Torrevieja Town Hall, water company AGAMED and CTL Plague Control have started the second phase of their Bat Conservation Programme, which involves the installation and monitoring of new bat houses to shelter these threatened mammals.
Councillor Fanny Serrano explained they have obtained 50 of these wooden boxes which will be installed “in places frequented by bats and other places where it is hoped they will come back to”. AGAMED and CTL have contributed another 10 boxes, which are different and made of cement and wood to test which type is more effective.
Municipal biologist Juan Antonio Pujol said bat houses are more complex than bird houses because bats use them not just to raise young but as a refuge in winter or during migration. Their sensitivity means the orientation and height of the boxes must be chosen appropriately to guarantee they will be used. A detailed study of the bat population was necessary first and then they must be monitored so that unoccupied boxed can be moved to better locations.
Joaquín Bernabeú of CTL said Torrevieja is the only place that has done this monitoring and noted it is important because these mammals can reduce the use of pesticides because they can eat 10% of their weight in mosquitoes.
The new boxes will be installed around the sewage plant and less built up areas of the town. The Town Hall put up 15 boxes around the sewage plant and salt lakes in 2012, 70% of which have been occupied and others are being relocated.
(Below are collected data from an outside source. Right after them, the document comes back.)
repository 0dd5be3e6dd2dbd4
use std::str::FromStr;

use serde::{Deserialize, Serialize};
use tower_sessions::cookie;

pub const SESSION_COOKIE_NAME: &str = "gamevault.sid";

#[derive(Debug, Clone, Copy, PartialEq, Eq, Serialize, Deserialize)]
pub enum SameSite {
    Lax,
    Strict,
    None,
}

impl FromStr for SameSite {
    type Err = ();

    fn from_str(s: &str) -> Result<Self, Self::Err> {
        match s.trim().to_ascii_lowercase().as_str() {
            "lax" => Ok(SameSite::Lax),
            "strict" => Ok(SameSite::Strict),
            "none" => Ok(SameSite::None),
            _ => Err(()),
        }
    }
}

impl From<SameSite> for cookie::SameSite {
    fn from(value: SameSite) -> Self {
        match value {
            SameSite::Lax => cookie::SameSite::Lax,
            SameSite::Strict => cookie::SameSite::Strict,
            SameSite::None => cookie::SameSite::None,
        }
    }
}
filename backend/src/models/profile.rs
//! Steam profile claim set attached to authenticated sessions.

use serde::{Deserialize, Serialize};
use serde_json::Value;
use utoipa::ToSchema;

pub const STEAM_PROVIDER: &str = "steam";

#[derive(Debug, Clone, PartialEq, Serialize, Deserialize, ToSchema)]
pub struct ProfilePhoto {
    pub value: String,
}

#[derive(Debug, Clone, PartialEq, Serialize, Deserialize, ToSchema)]
#[serde(rename_all = "camelCase")]
pub struct SteamProfile {
    pub provider: String,
    /// Steam64 id.
    pub id: String,
    pub display_name: String,
    #[serde(default)]
    pub photos: Vec<ProfilePhoto>,
    /// OpenID claimed identifier URL returned by Steam.
    pub identifier: String,
    /// Raw player summary from the Steam Web API, when one was fetched.
    #[serde(rename = "_json", default, skip_serializing_if = "Option::is_none")]
    #[schema(value_type = Option<Object>)]
    pub raw: Option<Value>,
}

/// Subset of `ISteamUser/GetPlayerSummaries` used to build a profile.
#[derive(Debug, Clone, Deserialize)]
pub struct PlayerSummary {
    pub steamid: String,
    #[serde(default)]
    pub personaname: Option<String>,
    #[serde(default)]
    pub avatar: Option<String>,
    #[serde(default)]
    pub avatarmedium: Option<String>,
    #[serde(default)]
    pub avatarfull: Option<String>,
}

impl SteamProfile {
    /// Profile for a verified id when no player summary is available.
    pub fn from_steam_id(steam_id: &str, identifier: &str) -> Self {
        Self {
            provider: STEAM_PROVIDER.to_string(),
            id: steam_id.to_string(),
            display_name: steam_id.to_string(),
            photos: Vec::new(),
            identifier: identifier.to_string(),
            raw: None,
        }
    }

    pub fn from_summary(summary: PlayerSummary, identifier: &str, raw: Value) -> Self {
        let photos = [summary.avatar, summary.avatarmedium, summary.avatarfull]
            .into_iter()
            .flatten()
            .filter(|url| !url.is_empty())
            .map(|value| ProfilePhoto { value })
            .collect();
        let display_name = summary
            .personaname
            .filter(|name| !name.is_empty())
            .unwrap_or_else(|| summary.steamid.clone());

        Self {
            provider: STEAM_PROVIDER.to_string(),
            id: summary.steamid,
            display_name,
            photos,
            identifier: identifier.to_string(),
            raw: Some(raw),
        }
    }
}

/// Safe subset of the session user exposed by `GET /api/me`.
#[derive(Debug, Clone, PartialEq, Serialize, Deserialize, ToSchema)]
#[serde(rename_all = "camelCase")]
pub struct MeUser {
    pub id: String,
    pub display_name: String,
    pub photos: Vec<ProfilePhoto>,
}

impl From<&SteamProfile> for MeUser {
    fn from(profile: &SteamProfile) -> Self {
        Self {
            id: profile.id.clone(),
            display_name: profile.display_name.clone(),
            photos: profile.photos.clone(),
        }
    }
}

#[derive(Debug, Clone, Serialize, Deserialize, ToSchema)]
pub struct MeResponse {
    pub user: Option<MeUser>,
}
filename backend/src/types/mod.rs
pub mod id;

pub use id::*;
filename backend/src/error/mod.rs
use axum::{
    http::StatusCode,
    response::{IntoResponse, Response},
    Json,
};
use serde::Serialize;
use utoipa::ToSchema;

/// Body returned for every failed API call.
#[derive(Debug, Serialize, ToSchema)]
pub struct ErrorResponse {
    pub error: String,
}

#[derive(Debug)]
pub enum AppError {
    NotFound(String),
    Unauthorized(String),
    Forbidden(String),
    BadRequest(String),
    InternalServerError(anyhow::Error),
}

impl IntoResponse for AppError {
    fn into_response(self) -> Response {
        let (status, error) = match self {
            AppError::NotFound(msg) => (StatusCode::NOT_FOUND, msg),
            AppError::Unauthorized(msg) => (StatusCode::UNAUTHORIZED, msg),
            AppError::Forbidden(msg) => (StatusCode::FORBIDDEN, msg),
            AppError::BadRequest(msg) => (StatusCode::BAD_REQUEST, msg),
            AppError::InternalServerError(err) => {
                tracing::error!("Internal server error: {:?}", err);
                (
                    StatusCode::INTERNAL_SERVER_ERROR,
                    "Internal server error".to_string(),
                )
            }
        };

        (status, Json(ErrorResponse { error })).into_response()
    }
}

impl From<anyhow::Error> for AppError {
    fn from(err: anyhow::Error) -> Self {
        AppError::InternalServerError(err)
    }
}

impl From<sqlx::Error> for AppError {
    fn from(err: sqlx::Error) -> Self {
        match err {
            sqlx::Error::RowNotFound => AppError::NotFound("Resource not found".to_string()),
            _ => AppError::InternalServerError(err.into()),
        }
    }
}

impl From<tower_sessions::session::Error> for AppError {
    fn from(err: tower_sessions::session::Error) -> Self {
        AppError::InternalServerError(err.into())
    }
}

#[cfg(test)]
mod tests {
    use super::*;

    async fn response_json(response: Response) -> serde_json::Value {
        let bytes = axum::body::to_bytes(response.into_body(), usize::MAX)
            .await
            .expect("read body");
        serde_json::from_slice(&bytes).expect("json")
    }

    #[tokio::test]
    async fn app_error_into_response_maps_status_and_body() {
        let response = AppError::BadRequest("Title required".to_string()).into_response();
        assert_eq!(response.status(), StatusCode::BAD_REQUEST);
        let json = response_json(response).await;
        assert_eq!(json["error"], "Title required");

        let response = AppError::Unauthorized("Not authenticated".to_string()).into_response();
        assert_eq!(response.status(), StatusCode::UNAUTHORIZED);
        let json = response_json(response).await;
        assert_eq!(json["error"], "Not authenticated");

        let response = AppError::Forbidden("Forbidden: not admin".to_string()).into_response();
        assert_eq!(response.status(), StatusCode::FORBIDDEN);
        let json = response_json(response).await;
        assert_eq!(json["error"], "Forbidden: not admin");

        let response = AppError::NotFound("missing".to_string()).into_response();
        assert_eq!(response.status(), StatusCode::NOT_FOUND);
    }

    #[tokio::test]
    async fn error_body_has_only_error_field() {
        let response = AppError::Forbidden("denied".to_string()).into_response();
        let json = response_json(response).await;
        let object = json.as_object().expect("object body");
        assert_eq!(object.len(), 1);
    }

    #[tokio::test]
    async fn app_error_internal_maps_to_generic_message() {
        let response = AppError::InternalServerError(anyhow::anyhow!("boom")).into_response();
        assert_eq!(response.status(), StatusCode::INTERNAL_SERVER_ERROR);
        let json = response_json(response).await;
        assert_eq!(json["error"], "Internal server error");
    }

    #[test]
    fn row_not_found_maps_to_not_found() {
        assert!(matches!(
            AppError::from(sqlx::Error::RowNotFound),
            AppError::NotFound(_)
        ));
        assert!(matches!(
            AppError::from(sqlx::Error::PoolTimedOut),
            AppError::InternalServerError(_)
        ));
    }
}
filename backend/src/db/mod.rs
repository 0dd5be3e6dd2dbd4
pub mod connection;
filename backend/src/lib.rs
pub mod config;
pub mod db;
pub mod docs;
pub mod error;
pub mod handlers;
pub mod middleware;
pub mod models;
pub mod repositories;
pub mod router;
pub mod services;
pub mod state;
pub mod types;
pub mod utils;
//! Steam OpenID 2.0 identity provider.
//!
//! The handshake is driven by two HTTP entry points:
//!
//! 1. `GET /auth/steam` redirects the browser to [`IdentityProvider::authorization_url`].
//! 2. Steam redirects back to the configured return URL with a signed
//!    assertion. [`IdentityProvider::verify`] checks the assertion locally,
//!    asks Steam to confirm its signature (`check_authentication`), and builds
//!    the [`SteamProfile`] that gets attached to a new session.
//!
//! Any failure ends the handshake; the caller falls back to an anonymous
//! session and nothing is retried.

use std::collections::HashMap;

use async_trait::async_trait;
use serde_json::Value;
use thiserror::Error;
use url::Url;

use crate::{
    config::Config,
    models::profile::{PlayerSummary, SteamProfile},
};

pub const STEAM_OPENID_ENDPOINT: &str = "https://steamcommunity.com/openid/login";
pub const STEAM_API_BASE: &str = "https://api.steampowered.com/";

const OPENID_NS: &str = "http://specs.openid.net/auth/2.0";
const IDENTIFIER_SELECT: &str = "http://specs.openid.net/auth/2.0/identifier_select";
const CLAIMED_ID_PREFIXES: [&str; 2] = [
    "https://steamcommunity.com/openid/id/",
    "http://steamcommunity.com/openid/id/",
];

#[derive(Debug, Error)]
pub enum OpenIdError {
    #[error("missing OpenID parameter {0}")]
    MissingParameter(&'static str),
    #[error("unexpected OpenID mode {0}")]
    UnexpectedMode(String),
    #[error("return_to does not match the configured return URL")]
    ReturnUrlMismatch,
    #[error("assertion came from unexpected endpoint {0}")]
    UnexpectedEndpoint(String),
    #[error("claimed id is not a Steam identity: {0}")]
    InvalidClaimedId(String),
    #[error("provider rejected the assertion")]
    AssertionRejected,
    #[error("invalid provider URL: {0}")]
    InvalidUrl(#[from] url::ParseError),
    #[error("provider request failed: {0}")]
    Transport(#[from] reqwest::Error),
}

#[cfg_attr(test, mockall::automock)]
#[async_trait]
pub trait IdentityProvider: Send + Sync {
    /// Where the browser is sent to start authentication.
    fn authorization_url(&self) -> String;

    /// Verifies the callback query parameters and returns the authenticated profile.
    async fn verify(&self, params: &HashMap<String, String>)
        -> Result<SteamProfile, OpenIdError>;
}

pub struct SteamOpenId {
    client: reqwest::Client,
    endpoint: Url,
    api_base: Url,
    return_url: String,
    realm: String,
    api_key: Option<String>,
}

impl SteamOpenId {
    pub fn new(config: &Config) -> Result<Self, OpenIdError> {
        Self::with_endpoints(config, STEAM_OPENID_ENDPOINT, STEAM_API_BASE)
    }

    pub fn with_endpoints(
        config: &Config,
        openid_endpoint: &str,
        api_base: &str,
    ) -> Result<Self, OpenIdError> {
        let client = reqwest::Client::builder()
            .redirect(reqwest::redirect::Policy::none())
            .build()?;
        Ok(Self {
            client,
            endpoint: Url::parse(openid_endpoint)?,
            api_base: Url::parse(api_base)?,
            return_url: config.steam_return_url.clone(),
            realm: config.steam_realm.clone(),
            api_key: config.steam_api_key.clone(),
        })
    }

    /// Checks everything that can be checked without talking to Steam and
    /// returns `(steam_id, claimed_id)`.
    fn check_assertion<'a>(
        &self,
        params: &'a HashMap<String, String>,
    ) -> Result<(&'a str, &'a str), OpenIdError> {
        let mode = required(params, "openid.mode")?;
        if mode != "id_res" {
            return Err(OpenIdError::UnexpectedMode(mode.to_string()));
        }

        let return_to = required(params, "openid.return_to")?;
        if !return_to.starts_with(&self.return_url) {
            return Err(OpenIdError::ReturnUrlMismatch);
        }

        let op_endpoint = required(params, "openid.op_endpoint")?;
        if op_endpoint != self.endpoint.as_str() {
            return Err(OpenIdError::UnexpectedEndpoint(op_endpoint.to_string()));
        }

        let claimed_id = required(params, "openid.claimed_id")?;
        let steam_id = parse_steam_id(claimed_id)
            .ok_or_else(|| OpenIdError::InvalidClaimedId(claimed_id.to_string()))?;
        Ok((steam_id, claimed_id))
    }

    async fn confirm_with_provider(
        &self,
        params: &HashMap<String, String>,
    ) -> Result<(), OpenIdError> {
        let mut form: Vec<(&str, &str)> = params
            .iter()
            .filter(|(key, _)| key.starts_with("openid.") && key.as_str() != "openid.mode")
            .map(|(key, value)| (key.as_str(), value.as_str()))
            .collect();
        form.push(("openid.mode", "check_authentication"));

        let body = self
            .client
            .post(self.endpoint.clone())
            .form(&form)
            .send()
            .await?
            .error_for_status()?
            .text()
            .await?;

        if assertion_is_valid(&body) {
            Ok(())
        } else {
            Err(OpenIdError::AssertionRejected)
        }
    }

    async fn fetch_player_summary(
        &self,
        api_key: &str,
        steam_id: &str,
    ) -> Result<Option<(PlayerSummary, Value)>, OpenIdError> {
        let url = self.api_base.join("ISteamUser/GetPlayerSummaries/v0002/")?;
        let body: Value = self
            .client
            .get(url)
            .query(&[("key", api_key), ("steamids", steam_id)])
            .send()
            .await?
            .error_for_status()?
            .json()
            .await?;

        let raw = body
            .pointer("/response/players/0")
            .cloned()
            .filter(|player| player.get("steamid").and_then(Value::as_str) == Some(steam_id));
        Ok(raw.and_then(|raw| {
            serde_json::from_value::<PlayerSummary>(raw.clone())
                .ok()
                .map(|summary| (summary, raw))
        }))
    }

    async fn build_profile(&self, steam_id: &str, claimed_id: &str) -> SteamProfile {
        let Some(api_key) = self.api_key.as_deref() else {
            return SteamProfile::from_steam_id(steam_id, claimed_id);
        };

        match self.fetch_player_summary(api_key, steam_id).await {
            Ok(Some((summary, raw))) => SteamProfile::from_summary(summary, claimed_id, raw),
            Ok(None) => {
                tracing::warn!(steam_id, "Steam returned no player summary");
                SteamProfile::from_steam_id(steam_id, claimed_id)
            }
            Err(err) => {
                tracing::warn!(steam_id, error = %err, "Failed to fetch Steam player summary");
                SteamProfile::from_steam_id(steam_id, claimed_id)
            }
        }
    }
}

#[async_trait]
impl IdentityProvider for SteamOpenId {
    fn authorization_url(&self) -> String {
        let mut url = self.endpoint.clone();
        url.query_pairs_mut()
            .append_pair("openid.ns", OPENID_NS)
            .append_pair("openid.mode", "checkid_setup")
            .append_pair("openid.return_to", &self.return_url)
            .append_pair("openid.realm", &self.realm)
            .append_pair("openid.identity", IDENTIFIER_SELECT)
            .append_pair("openid.claimed_id", IDENTIFIER_SELECT);
        url.to_string()
    }

    async fn verify(
        &self,
        params: &HashMap<String, String>,
    ) -> Result<SteamProfile, OpenIdError> {
        let (steam_id, claimed_id) = self.check_assertion(params)?;
        self.confirm_with_provider(params).await?;
        tracing::info!(steam_id, "Steam assertion verified");
        Ok(self.build_profile(steam_id, claimed_id).await)
    }
}

fn required<'a>(
    params: &'a HashMap<String, String>,
    key: &'static str,
) -> Result<&'a str, OpenIdError> {
    params
        .get(key)
        .map(String::as_str)
        .ok_or(OpenIdError::MissingParameter(key))
}

/// Extracts the Steam64 id from a claimed identifier URL.
pub fn parse_steam_id(claimed_id: &str) -> Option<&str> {
    let id = CLAIMED_ID_PREFIXES
        .iter()
        .find_map(|prefix| claimed_id.strip_prefix(prefix))?;
    if !id.is_empty() && id.bytes().all(|b| b.is_ascii_digit()) {
        Some(id)
    } else {
        None
    }
}

/// Reads the `is_valid` field of an OpenID key-value form response.
pub fn assertion_is_valid(body: &str) -> bool {
    body.lines()
        .filter_map(|line| line.split_once(':'))
        .any(|(key, value)| key.trim() == "is_valid" && value.trim() == "true")
}
/**
 * ADAPTATEUR MQTT - Connexion unique au broker pour la durée d'un run
 *
 * RÔLE :
 * Encapsule rumqttc derrière deux coutures (`Connector`, `BrokerLink`) pour
 * que le scheduler ne voie que `publish(topic, payload, qos) -> Result`.
 *
 * FONCTIONNEMENT :
 * - `connect` crée le client, lance la boucle d'événements et attend le
 *   CONNACK (borné par `connect_timeout`)
 * - `publish` dépose le message dans la file du client sans attendre
 *   (`try_publish`) : succès = mise en file locale, pas livraison
 * - les changements d'état de session remontent via un `LinkObserver`
 * - reconnexion automatique : la boucle continue de poller avec un backoff
 *   1s → 30s tant que `auto_reconnect` est actif
 */

use crate::config::BrokerConfig;
use async_trait::async_trait;
use rumqttc::{AsyncClient, Event, Incoming, MqttOptions, Outgoing, QoS};
use std::sync::atomic::{AtomicBool, Ordering};
use std::sync::Arc;
use std::time::Duration;
use thiserror::Error;
use tokio::net::TcpStream;
use tokio::sync::watch;
use tokio::task::JoinHandle;
use tracing::{debug, info, warn};

const REQUEST_CAPACITY: usize = 100;
const MIN_RECONNECT_DELAY: Duration = Duration::from_secs(1);
const MAX_RECONNECT_DELAY: Duration = Duration::from_secs(30);
const PROBE_TIMEOUT: Duration = Duration::from_secs(5);

#[derive(Debug, Error, PartialEq)]
pub enum LinkError {
    #[error("not connected to broker")]
    NotConnected,

    #[error("MQTT client error: {0}")]
    Client(String),

    #[error("no CONNACK from {host}:{port} within {timeout:?}")]
    Handshake { host: String, port: u16, timeout: Duration },
}

/// Transitions de session remontées par l'adaptateur.
#[derive(Debug, Clone, PartialEq)]
pub enum LinkEvent {
    Connected { resumed: bool },
    Disconnected { reason: String },
}

pub type LinkObserver = Arc<dyn Fn(LinkEvent) + Send + Sync>;

#[async_trait]
pub trait BrokerLink: Send + Sync {
    fn publish(&self, topic: &str, payload: Vec<u8>, qos: QoS) -> Result<(), LinkError>;

    /// Idempotent.
    async fn disconnect(&self);
}

#[async_trait]
pub trait Connector: Send + Sync {
    async fn connect(
        &self,
        config: &BrokerConfig,
        observer: LinkObserver,
    ) -> Result<Arc<dyn BrokerLink>, LinkError>;
}

pub struct MqttConnector {
    connect_timeout: Duration,
}

impl MqttConnector {
    pub fn new(connect_timeout: Duration) -> Self {
        Self { connect_timeout }
    }
}

pub struct MqttLink {
    client: AsyncClient,
    online: Arc<watch::Sender<bool>>,
    closed: Arc<AtomicBool>,
    poller: parking_lot::Mutex<Option<JoinHandle<()>>>,
}

fn client_id() -> String {
    format!("ATG_Simulator_{}", crate::registry::generate_id())
}

fn build_options(config: &BrokerConfig) -> MqttOptions {
    let mut opts = MqttOptions::new(client_id(), config.broker_ip.clone(), config.broker_port);
    opts.set_keep_alive(Duration::from_secs(config.keep_alive.max(5)));
    opts.set_clean_session(config.clean_session);
    if !config.username.is_empty() {
        opts.set_credentials(config.username.clone(), config.password.clone());
    }
    opts
}

#[async_trait]
impl Connector for MqttConnector {
    async fn connect(
        &self,
        config: &BrokerConfig,
        observer: LinkObserver,
    ) -> Result<Arc<dyn BrokerLink>, LinkError> {
        let (client, mut eventloop) = AsyncClient::new(build_options(config), REQUEST_CAPACITY);
        let (online_tx, mut online_rx) = watch::channel(false);
        let online = Arc::new(online_tx);
        let closed = Arc::new(AtomicBool::new(false));
        let auto_reconnect = config.auto_reconnect;

        let poller = {
            let online = online.clone();
            let closed = closed.clone();
            tokio::spawn(async move {
                let mut delay = MIN_RECONNECT_DELAY;
                let mut sessions = 0u32;
                loop {
                    match eventloop.poll().await {
                        Ok(Event::Incoming(Incoming::ConnAck(_))) => {
                            online.send_replace(true);
                            delay = MIN_RECONNECT_DELAY;
                            observer(LinkEvent::Connected { resumed: sessions > 0 });
                            sessions += 1;
                        }
                        Ok(Event::Outgoing(Outgoing::Disconnect)) => {
                            online.send_replace(false);
                            break;
                        }
                        Ok(_) => {}
                        Err(e) => {
                            let was_online = online.send_replace(false);
                            if closed.load(Ordering::SeqCst) {
                                break;
                            }
                            if was_online {
                                observer(LinkEvent::Disconnected { reason: e.to_string() });
                            } else {
                                debug!("MQTT connection attempt failed: {e}");
                            }
                            if !auto_reconnect && sessions > 0 {
                                warn!("auto-reconnect disabled, giving up on broker session");
                                break;
                            }
                            tokio::time::sleep(delay).await;
                            delay = (delay * 2).min(MAX_RECONNECT_DELAY);
                        }
                    }
                }
            })
        };

        let ready = matches!(
            tokio::time::timeout(self.connect_timeout, online_rx.wait_for(|up| *up)).await,
            Ok(Ok(_))
        );
        if !ready {
            closed.store(true, Ordering::SeqCst);
            poller.abort();
            return Err(LinkError::Handshake {
                host: config.broker_ip.clone(),
                port: config.broker_port,
                timeout: self.connect_timeout,
            });
        }

        info!("connected to MQTT broker at {}:{}", config.broker_ip, config.broker_port);
        Ok(Arc::new(MqttLink {
            client,
            online,
            closed,
            poller: parking_lot::Mutex::new(Some(poller)),
        }))
    }
}

#[async_trait]
impl BrokerLink for MqttLink {
    fn publish(&self, topic: &str, payload: Vec<u8>, qos: QoS) -> Result<(), LinkError> {
        if !*self.online.borrow() {
            return Err(LinkError::NotConnected);
        }
        self.client
            .try_publish(topic, qos, false, payload)
            .map_err(|e| LinkError::Client(e.to_string()))
    }

    async fn disconnect(&self) {
        if self.closed.swap(true, Ordering::SeqCst) {
            return;
        }
        if let Err(e) = self.client.try_disconnect() {
            debug!("MQTT disconnect request failed: {e}");
        }
        let handle = self.poller.lock().take();
        if let Some(mut handle) = handle {
            if tokio::time::timeout(Duration::from_secs(1), &mut handle).await.is_err() {
                handle.abort();
            }
        }
        self.online.send_replace(false);
        info!("disconnected from MQTT broker");
    }
}

/// Sonde TCP brute vers le broker, indépendante de l'adaptateur.
pub async fn probe_tcp(host: &str, port: u16) -> bool {
    matches!(
        tokio::time::timeout(PROBE_TIMEOUT, TcpStream::connect((host, port))).await,
        Ok(Ok(_))
    )
}

#[cfg(test)]
pub mod mock {
    use super::*;
    use parking_lot::Mutex;

    #[derive(Debug, Clone, PartialEq)]
    pub struct SentMessage {
        pub topic: String,
        pub payload: Vec<u8>,
        pub qos: QoS,
    }

    /// Lien en mémoire : enregistre les publications, peut simuler une coupure.
    pub struct MockLink {
        pub sent: Mutex<Vec<SentMessage>>,
        pub online: AtomicBool,
        pub disconnects: Mutex<u32>,
    }

    impl MockLink {
        pub fn new() -> Arc<Self> {
            Arc::new(Self {
                sent: Mutex::new(Vec::new()),
                online: AtomicBool::new(true),
                disconnects: Mutex::new(0),
            })
        }

        pub fn set_online(&self, online: bool) {
            self.online.store(online, Ordering::SeqCst);
        }

        pub fn sent_count(&self) -> usize {
            self.sent.lock().len()
        }
    }

    #[async_trait]
    impl BrokerLink for MockLink {
        fn publish(&self, topic: &str, payload: Vec<u8>, qos: QoS) -> Result<(), LinkError> {
            if !self.online.load(Ordering::SeqCst) {
                return Err(LinkError::NotConnected);
            }
            self.sent.lock().push(SentMessage { topic: topic.to_string(), payload, qos });
            Ok(())
        }

        async fn disconnect(&self) {
            *self.disconnects.lock() += 1;
        }
    }

    pub struct MockConnector {
        pub link: Arc<MockLink>,
        pub accept: AtomicBool,
        pub attempts: Mutex<u32>,
    }

    impl MockConnector {
        pub fn new(accept: bool) -> Arc<Self> {
            Arc::new(Self {
                link: MockLink::new(),
                accept: AtomicBool::new(accept),
                attempts: Mutex::new(0),
            })
        }
    }

    #[async_trait]
    impl Connector for MockConnector {
        async fn connect(
            &self,
            config: &BrokerConfig,
            observer: LinkObserver,
        ) -> Result<Arc<dyn BrokerLink>, LinkError> {
            *self.attempts.lock() += 1;
            if !self.accept.load(Ordering::SeqCst) {
                return Err(LinkError::Handshake {
                    host: config.broker_ip.clone(),
                    port: config.broker_port,
                    timeout: Duration::from_millis(10),
                });
            }
            observer(LinkEvent::Connected { resumed: false });
            Ok(self.link.clone())
        }
    }
}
Pujol also said that bats help to fight plagues like mosquitoes, processionary caterpillars and European grapevine moths, especially in areas that are difficult to access with conventional pesticides. In one night a single bat can eat up to 1,000 insects, or even up to 3,000 for females with young.
As well as these services that the bats provide, the Programme is also intended to restore their populations and improve Torrevieja’s biodiversity, as well as to reduce incidents of bats causing problems by settling in people’s houses.